Linux command
pdfgrep 命令
文件
复制后可按需替换文件名、目录或参数。
常用示例
Search for pattern in PDF
pdfgrep "[pattern]" [file.pdf]
Case-insensitive search showing page numbers
pdfgrep -in "[pattern]" [file.pdf]
Search recursively in directory
pdfgrep -r "[pattern]" [/path/to/pdfs/]
Count matches per file
pdfgrep -c "[pattern]" [*.pdf]
Print only filenames with matches
pdfgrep -l "[pattern]" [*.pdf]
Search with multiple patterns
pdfgrep -e "[pattern1]" -e "[pattern2]" [file.pdf]
Limit search to a page range
pdfgrep --page-range=[1-10] "[pattern]" [file.pdf]

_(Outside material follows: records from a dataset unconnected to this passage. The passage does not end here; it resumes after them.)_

// SPDX-License-Identifier: AGPL-3.0-or-later
//
// Copyright (C) 2026 Relational Network

//! Account lifecycle: registration, login, token refresh and password reset.
//!
//! Password hashing is CPU-bound and runs on the blocking thread pool.

use chrono::Utc;
use tracing::{debug, info, warn};

use super::password::{hash_password, verify_password, MIN_PASSWORD_LEN};
use super::tokens::{TokenPair, TokenService};
use super::{AuthError, Role, TokenKind};
use crate::error::{CourseError, CourseResult};
use crate::storage::{CourseDatabase, UserRecord, UserRepository};

/// Input for `IdentityGate::register`.
#[derive(Debug, Clone)]
pub struct Registration {
    pub email: String,
    pub name: String,
    pub password: String,
    /// Requested role; `None` means STUDENT.
    pub role: Option<Role>,
}

/// Credential checks and token issuance against the user table.
pub struct IdentityGate<'a> {
    db: &'a CourseDatabase,
    tokens: &'a TokenService,
}

impl<'a> IdentityGate<'a> {
    pub fn new(db: &'a CourseDatabase, tokens: &'a TokenService) -> Self {
        Self { db, tokens }
    }

    /// Create an account.
    ///
    /// # Errors
    /// - `InvalidInput` for blank fields, a malformed email or a short password
    /// - `Forbidden` when ADMIN is requested
    /// - `Conflict` when the email is already registered
    pub async fn register(&self, registration: Registration) -> CourseResult<UserRecord> {
        let Registration {
            email,
            name,
            password,
            role,
        } = registration;

        if email.trim().is_empty() || name.trim().is_empty() || password.is_empty() {
            return Err(CourseError::InvalidInput("All fields are required".into()));
        }
        if !is_plausible_email(&email) {
            return Err(CourseError::InvalidInput("Email address is invalid".into()));
        }
        validate_password(&password)?;

        let role = role.unwrap_or_default();
        if !role.is_self_assignable() {
            return Err(CourseError::Forbidden(format!("Role {role} cannot be self-assigned")));
        }

        let password_hash = hash_off_thread(password).await?;
        let created = self.db.write(|txn| {
            UserRepository::new(txn).create(&email, &name, password_hash, role, Utc::now())
        })?;

        match created {
            Some(user) => {
                info!(user_id = user.id, role = %user.role, "User registered");
                Ok(user)
            }
            None => Err(CourseError::Conflict("User already exists".into())),
        }
    }

    /// Check credentials and issue an access/refresh pair.
    ///
    /// Unknown email and wrong password are indistinguishable to the caller.
    pub async fn login(&self, email: &str, password: &str) -> CourseResult<(UserRecord, TokenPair)> {
        if email.trim().is_empty() || password.is_empty() {
            return Err(CourseError::InvalidInput("Email and password are required".into()));
        }

        let user = self
            .db
            .read(|txn| UserRepository::new(txn).find_by_email(email))?;
        let Some(user) = user else {
            info!("Login rejected: unknown email");
            return Err(AuthError::InvalidCredentials.into());
        };

        if !verify_off_thread(password.to_string(), user.password_hash.clone()).await? {
            info!(user_id = user.id, "Login rejected: wrong password");
            return Err(AuthError::InvalidCredentials.into());
        }

        let pair = self.tokens.issue_pair(user.id, user.role)?;
        info!(user_id = user.id, "User logged in");
        Ok((user, pair))
    }

    /// Exchange a refresh token for a new pair. The role is re-read from the
    /// user record so role changes take effect on refresh.
    pub fn refresh(&self, refresh_token: &str) -> CourseResult<TokenPair> {
        let claims = self.tokens.verify(refresh_token, TokenKind::Refresh)?;
        let user_id = claims
            .sub
            .parse::<u64>()
            .map_err(|_| CourseError::from(AuthError::MalformedToken))?;

        let user = self
            .db
            .read(|txn| UserRepository::new(txn).get(user_id))?
            .ok_or_else(|| CourseError::Unauthorized("Account no longer exists".into()))?;

        Ok(self.tokens.issue_pair(user.id, user.role)?)
    }

    /// Mint a reset token when the account exists.
    ///
    /// Delivery is out of band; the token is returned for the caller to hand
    /// off and is only written to the log at `debug` level. The HTTP layer never reveals whether it exists.
    pub fn forgot_password(&self, email: &str) -> CourseResult<Option<String>> {
        let user = self
            .db
            .read(|txn| UserRepository::new(txn).find_by_email(email))?;
        let Some(user) = user else {
            info!("Password reset requested for unknown email");
            return Ok(None);
        };

        let token = self
            .tokens
            .issue_reset(user.id, user.role, &user.password_hash)?;
        info!(user_id = user.id, "Password reset token issued");
        debug!(user_id = user.id, reset_token = %token, "Password reset token for manual delivery");
        Ok(Some(token))
    }

    /// Set a new password using a reset token. Each token works once.
    pub async fn reset_password(&self, reset_token: &str, new_password: String) -> CourseResult<()> {
        validate_password(&new_password)?;

        let claims = self.tokens.verify(reset_token, TokenKind::Reset)?;
        let user_id = claims
            .sub
            .parse::<u64>()
            .map_err(|_| CourseError::from(AuthError::MalformedToken))?;

        let password_hash = hash_off_thread(new_password).await?;

        // Fingerprint check and update share one transaction so a token
        // cannot be replayed by two concurrent requests.
        self.db.write(|txn| -> CourseResult<()> {
            let users = UserRepository::new(txn);
            let user = users
                .get(user_id)?
                .ok_or_else(|| CourseError::Unauthorized("Account no longer exists".into()))?;

            if !self.tokens.fingerprint_matches(&claims, &user.password_hash) {
                warn!(user_id, "Stale password reset token presented");
                return Err(AuthError::StaleResetToken.into());
            }

            users.set_password_hash(&user, password_hash)?;
            Ok(())
        })?;

        info!(user_id, "Password reset");
        Ok(())
    }

    /// Current profile of the caller.
    pub fn me(&self, user_id: u64) -> CourseResult<UserRecord> {
        self.db
            .read(|txn| UserRepository::new(txn).get(user_id))?
            .ok_or_else(|| CourseError::NotFound("User not found".into()))
    }

    /// Create an ADMIN account at startup unless the email already exists.
    pub async fn ensure_admin(&self, email: &str, password: String) -> CourseResult<()> {
        validate_password(&password)?;
        let password_hash = hash_off_thread(password).await?;
        let created = self.db.write(|txn| {
            UserRepository::new(txn).create(email, "Administrator", password_hash, Role::Admin, Utc::now())
        })?;

        match created {
            Some(user) => info!(user_id = user.id, "Seed admin created"),
            None => info!("Seed admin already present"),
        }
        Ok(())
    }
}

fn validate_password(password: &str) -> CourseResult<()> {
    if password.chars().count() < MIN_PASSWORD_LEN {
        return Err(CourseError::InvalidInput(format!(
            "Password must be at least {MIN_PASSWORD_LEN} characters"
        )));
    }
    Ok(())
}

fn is_plausible_email(email: &str) -> bool {
    let email = email.trim();
    match email.split_once('@') {
        Some((local, domain)) => {
            !local.is_empty() && domain.contains('.') && !domain.starts_with('.') && !email.contains(' ')
        }
        None => false,
    }
}

async fn hash_off_thread(password: String) -> CourseResult<String> {
    tokio::task::spawn_blocking(move || hash_password(&password))
        .await
        .map_err(|e| CourseError::Internal(format!("hashing task failed: {e}")))?
        .map_err(CourseError::from)
}

async fn verify_off_thread(password: String, encoded: String) -> CourseResult<bool> {
    tokio::task::spawn_blocking(move || verify_password(&password, &encoded))
        .await
        .map_err(|e| CourseError::Internal(format!("verification task failed: {e}")))
}

#[cfg(test)]
mod tests {
    use super::*;

    fn fixture() -> (CourseDatabase, TokenService) {
        (
            CourseDatabase::in_memory().unwrap(),
            TokenService::new(b"test-secret-test-secret-test-secret", 900, 604800),
        )
    }

    fn registration(email: &str, role: Option<Role>) -> Registration {
        Registration {
            email: email.to_string(),
            name: "Ada".to_string(),
            password: "password123".to_string(),
            role,
        }
    }

    #[tokio::test]
    async fn register_defaults_to_student() {
        let (db, tokens) = fixture();
        let gate = IdentityGate::new(&db, &tokens);
        let user = gate.register(registration("ada@example.com", None)).await.unwrap();
        assert_eq!(user.role, Role::Student);
        assert_ne!(user.password_hash, "password123");
    }

    #[tokio::test]
    async fn register_validates_input() {
        let (db, tokens) = fixture();
        let gate = IdentityGate::new(&db, &tokens);

        let mut short = registration("a@example.com", None);
        short.password = "short".into();
        assert!(matches!(gate.register(short).await, Err(CourseError::InvalidInput(_))));

        let mut blank = registration("a@example.com", None);
        blank.name = "  ".into();
        assert!(matches!(gate.register(blank).await, Err(CourseError::InvalidInput(_))));

        assert!(matches!(
            gate.register(registration("not-an-email", None)).await,
            Err(CourseError::InvalidInput(_))
        ));
    }

    #[tokio::test]
    async fn admin_cannot_be_self_assigned() {
        let (db, tokens) = fixture();
        let gate = IdentityGate::new(&db, &tokens);
        let result = gate.register(registration("root@example.com", Some(Role::Admin))).await;
        assert!(matches!(result, Err(CourseError::Forbidden(_))));
    }

    #[tokio::test]
    async fn duplicate_email_conflicts() {
        let (db, tokens) = fixture();
        let gate = IdentityGate::new(&db, &tokens);
        gate.register(registration("ada@example.com", None)).await.unwrap();
        let again = gate
            .register(registration("ADA@example.com", Some(Role::Instructor)))
            .await;
        assert!(matches!(again, Err(CourseError::Conflict(_))));
    }

    #[tokio::test]
    async fn login_checks_password() {
        let (db, tokens) = fixture();
        let gate = IdentityGate::new(&db, &tokens);
        gate.register(registration("ada@example.com", None)).await.unwrap();

        let (user, pair) = gate.login("ada@example.com", "password123").await.unwrap();
        let claims = tokens.verify(&pair.access_token, TokenKind::Access).unwrap();
        assert_eq!(claims.sub, user.id.to_string());

        let wrong = gate.login("ada@example.com", "password124").await;
        let unknown = gate.login("bob@example.com", "password123").await;
        match (wrong, unknown) {
            (Err(CourseError::Unauthorized(a)), Err(CourseError::Unauthorized(b))) => assert_eq!(a, b),
            other => panic!("expected two identical Unauthorized errors, got {other:?}"),
        }
    }

    #[tokio::test]
    async fn refresh_issues_new_pair_only_for_refresh_tokens() {
        let (db, tokens) = fixture();
        let gate = IdentityGate::new(&db, &tokens);
        gate.register(registration("ada@example.com", None)).await.unwrap();
        let (_, pair) = gate.login("ada@example.com", "password123").await.unwrap();

        assert!(gate.refresh(&pair.refresh_token).is_ok());
        assert!(matches!(
            gate.refresh(&pair.access_token),
            Err(CourseError::Unauthorized(_))
        ));
    }

    #[tokio::test]
    async fn reset_token_works_once() {
        let (db, tokens) = fixture();
        let gate = IdentityGate::new(&db, &tokens);
        gate.register(registration("ada@example.com", None)).await.unwrap();

        assert!(gate.forgot_password("nobody@example.com").unwrap().is_none());
        let token = gate.forgot_password("ada@example.com").unwrap().unwrap();

        gate.reset_password(&token, "new-password-1".into()).await.unwrap();
        assert!(gate.login("ada@example.com", "new-password-1").await.is_ok());
        assert!(gate.login("ada@example.com", "password123").await.is_err());

        let replay = gate.reset_password(&token, "new-password-2".into()).await;
        assert!(matches!(replay, Err(CourseError::Unauthorized(_))));
    }

    #[tokio::test]
    async fn ensure_admin_is_idempotent() {
        let (db, tokens) = fixture();
        let gate = IdentityGate::new(&db, &tokens);
        gate.ensure_admin("admin@example.com", "admin-password".into()).await.unwrap();
        gate.ensure_admin("admin@example.com", "admin-password".into()).await.unwrap();

        let (user, _) = gate.login("admin@example.com", "admin-password").await.unwrap();
        assert_eq!(user.role, Role::Admin);
    }
}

Print only the matched text
pdfgrep -o "[pattern]" [file.pdf]
说明
pdfgrep searches for text patterns in PDF files using the Poppler library for text extraction. It provides a familiar grep-like interface for PDF documents. Text is extracted from each page and matched against the given regular expression. By default pdfgrep uses PCRE2 for pattern matching. Fixed-string matching is available via -F. Page number output (-n) helps locate matches within a document. Restricting the search to a page range (--page-range) speeds up searches on large files. Context lines (-C) show surrounding text to aid understanding of a match. Recursive search (-r) processes entire directory trees. Combined with --include and --exclude, this enables targeted searches across document collections. Multiple patterns can be specified with repeated -e options or read from a file with -f. The --unac option is useful when PDFs use typographic ligatures or accented characters that differ from the search term. The --cache option stores extracted text to accelerate repeated searches.
参数
- -e _PATTERN_, --regexp=_PATTERN_
- Specify a search pattern. Can be used multiple times to match any of several patterns.
- -f _FILE_, --file=_FILE_
- Read patterns from a file, one per line.
- -i, --ignore-case
- Case-insensitive matching.
- -F, --fixed-strings
- Treat the pattern as a fixed string (no regular expression interpretation).
- -P, --perl-regexp
- Use Perl-compatible regular expressions (PCRE2).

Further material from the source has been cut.